→ **Task to complete**: Filter the lines below, copying only those with the string "impl".

→ **Data**:
------------
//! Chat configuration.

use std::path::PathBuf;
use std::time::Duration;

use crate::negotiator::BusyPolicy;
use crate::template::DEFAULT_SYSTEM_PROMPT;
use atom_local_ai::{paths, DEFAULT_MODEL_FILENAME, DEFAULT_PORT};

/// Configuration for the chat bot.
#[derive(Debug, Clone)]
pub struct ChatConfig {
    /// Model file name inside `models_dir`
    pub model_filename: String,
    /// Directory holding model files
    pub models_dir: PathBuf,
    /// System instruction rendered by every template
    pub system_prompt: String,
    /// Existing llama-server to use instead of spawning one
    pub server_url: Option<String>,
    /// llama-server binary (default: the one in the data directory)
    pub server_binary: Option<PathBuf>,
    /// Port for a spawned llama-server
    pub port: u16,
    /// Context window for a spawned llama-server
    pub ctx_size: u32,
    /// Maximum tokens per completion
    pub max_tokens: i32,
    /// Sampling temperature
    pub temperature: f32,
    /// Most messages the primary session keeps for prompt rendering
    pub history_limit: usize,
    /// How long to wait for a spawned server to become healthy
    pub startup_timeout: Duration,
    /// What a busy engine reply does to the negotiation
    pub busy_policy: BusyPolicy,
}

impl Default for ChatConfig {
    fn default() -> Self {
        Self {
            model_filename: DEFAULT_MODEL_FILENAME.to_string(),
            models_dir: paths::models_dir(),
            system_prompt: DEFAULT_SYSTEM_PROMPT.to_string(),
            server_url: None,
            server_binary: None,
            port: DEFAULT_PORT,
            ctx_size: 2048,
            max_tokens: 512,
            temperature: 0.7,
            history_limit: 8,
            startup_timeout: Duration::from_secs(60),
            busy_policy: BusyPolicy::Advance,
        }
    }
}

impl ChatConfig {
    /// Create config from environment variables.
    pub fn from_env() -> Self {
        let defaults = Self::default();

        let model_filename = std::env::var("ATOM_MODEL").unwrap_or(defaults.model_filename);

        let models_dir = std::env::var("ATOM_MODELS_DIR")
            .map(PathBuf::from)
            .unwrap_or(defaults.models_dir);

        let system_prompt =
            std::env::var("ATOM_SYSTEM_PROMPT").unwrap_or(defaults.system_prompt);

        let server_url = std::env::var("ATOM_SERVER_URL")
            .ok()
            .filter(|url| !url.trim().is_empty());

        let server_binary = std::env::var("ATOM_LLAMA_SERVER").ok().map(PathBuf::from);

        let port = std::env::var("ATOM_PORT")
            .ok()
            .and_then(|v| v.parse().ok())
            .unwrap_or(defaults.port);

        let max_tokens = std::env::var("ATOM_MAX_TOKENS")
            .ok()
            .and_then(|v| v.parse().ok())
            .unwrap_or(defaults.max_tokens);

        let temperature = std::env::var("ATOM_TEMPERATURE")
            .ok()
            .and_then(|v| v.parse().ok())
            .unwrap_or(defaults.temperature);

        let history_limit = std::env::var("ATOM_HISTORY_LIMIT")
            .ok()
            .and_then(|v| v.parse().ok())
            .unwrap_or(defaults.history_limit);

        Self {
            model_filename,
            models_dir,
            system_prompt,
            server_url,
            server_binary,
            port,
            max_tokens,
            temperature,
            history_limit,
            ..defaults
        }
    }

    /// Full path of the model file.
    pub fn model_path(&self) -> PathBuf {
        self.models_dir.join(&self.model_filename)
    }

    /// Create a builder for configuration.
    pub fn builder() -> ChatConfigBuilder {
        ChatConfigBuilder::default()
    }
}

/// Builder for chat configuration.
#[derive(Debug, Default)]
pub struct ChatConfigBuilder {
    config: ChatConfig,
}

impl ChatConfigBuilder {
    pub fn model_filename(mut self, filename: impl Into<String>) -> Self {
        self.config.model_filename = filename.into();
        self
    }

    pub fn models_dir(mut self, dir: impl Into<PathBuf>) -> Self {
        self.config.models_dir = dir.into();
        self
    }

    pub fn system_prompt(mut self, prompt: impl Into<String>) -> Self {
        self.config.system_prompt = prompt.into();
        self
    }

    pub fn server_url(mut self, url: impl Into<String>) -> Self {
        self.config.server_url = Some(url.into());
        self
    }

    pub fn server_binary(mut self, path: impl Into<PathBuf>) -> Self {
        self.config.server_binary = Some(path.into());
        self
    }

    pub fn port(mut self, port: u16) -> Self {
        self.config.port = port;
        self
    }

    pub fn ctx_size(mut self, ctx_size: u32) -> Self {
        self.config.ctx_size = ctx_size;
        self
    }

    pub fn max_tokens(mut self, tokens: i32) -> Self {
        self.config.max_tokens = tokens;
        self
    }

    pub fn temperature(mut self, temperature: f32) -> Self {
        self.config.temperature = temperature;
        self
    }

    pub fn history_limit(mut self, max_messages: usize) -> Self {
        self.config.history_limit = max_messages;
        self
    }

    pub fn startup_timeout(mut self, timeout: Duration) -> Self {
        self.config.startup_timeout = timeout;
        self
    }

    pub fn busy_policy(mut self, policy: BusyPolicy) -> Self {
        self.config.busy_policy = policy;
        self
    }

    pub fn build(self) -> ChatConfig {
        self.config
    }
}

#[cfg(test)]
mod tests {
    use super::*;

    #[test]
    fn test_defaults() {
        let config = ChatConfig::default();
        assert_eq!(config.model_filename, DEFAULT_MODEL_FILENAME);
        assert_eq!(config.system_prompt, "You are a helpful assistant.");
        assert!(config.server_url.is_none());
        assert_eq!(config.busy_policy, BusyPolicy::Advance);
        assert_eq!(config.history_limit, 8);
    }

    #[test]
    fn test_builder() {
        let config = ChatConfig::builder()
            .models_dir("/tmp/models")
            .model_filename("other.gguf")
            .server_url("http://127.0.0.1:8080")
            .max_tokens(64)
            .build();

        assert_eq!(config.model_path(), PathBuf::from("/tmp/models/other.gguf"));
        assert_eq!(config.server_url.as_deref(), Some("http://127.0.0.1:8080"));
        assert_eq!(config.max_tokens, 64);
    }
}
------------
→ **Response area**:
impl Default for ChatConfig {
impl ChatConfig {
impl ChatConfigBuilder {
    pub fn model_filename(mut self, filename: impl Into<String>) -> Self {
    pub fn models_dir(mut self, dir: impl Into<PathBuf>) -> Self {
    pub fn system_prompt(mut self, prompt: impl Into<String>) -> Self {
    pub fn server_url(mut self, url: impl Into<String>) -> Self {
    pub fn server_binary(mut self, path: impl Into<PathBuf>) -> Self {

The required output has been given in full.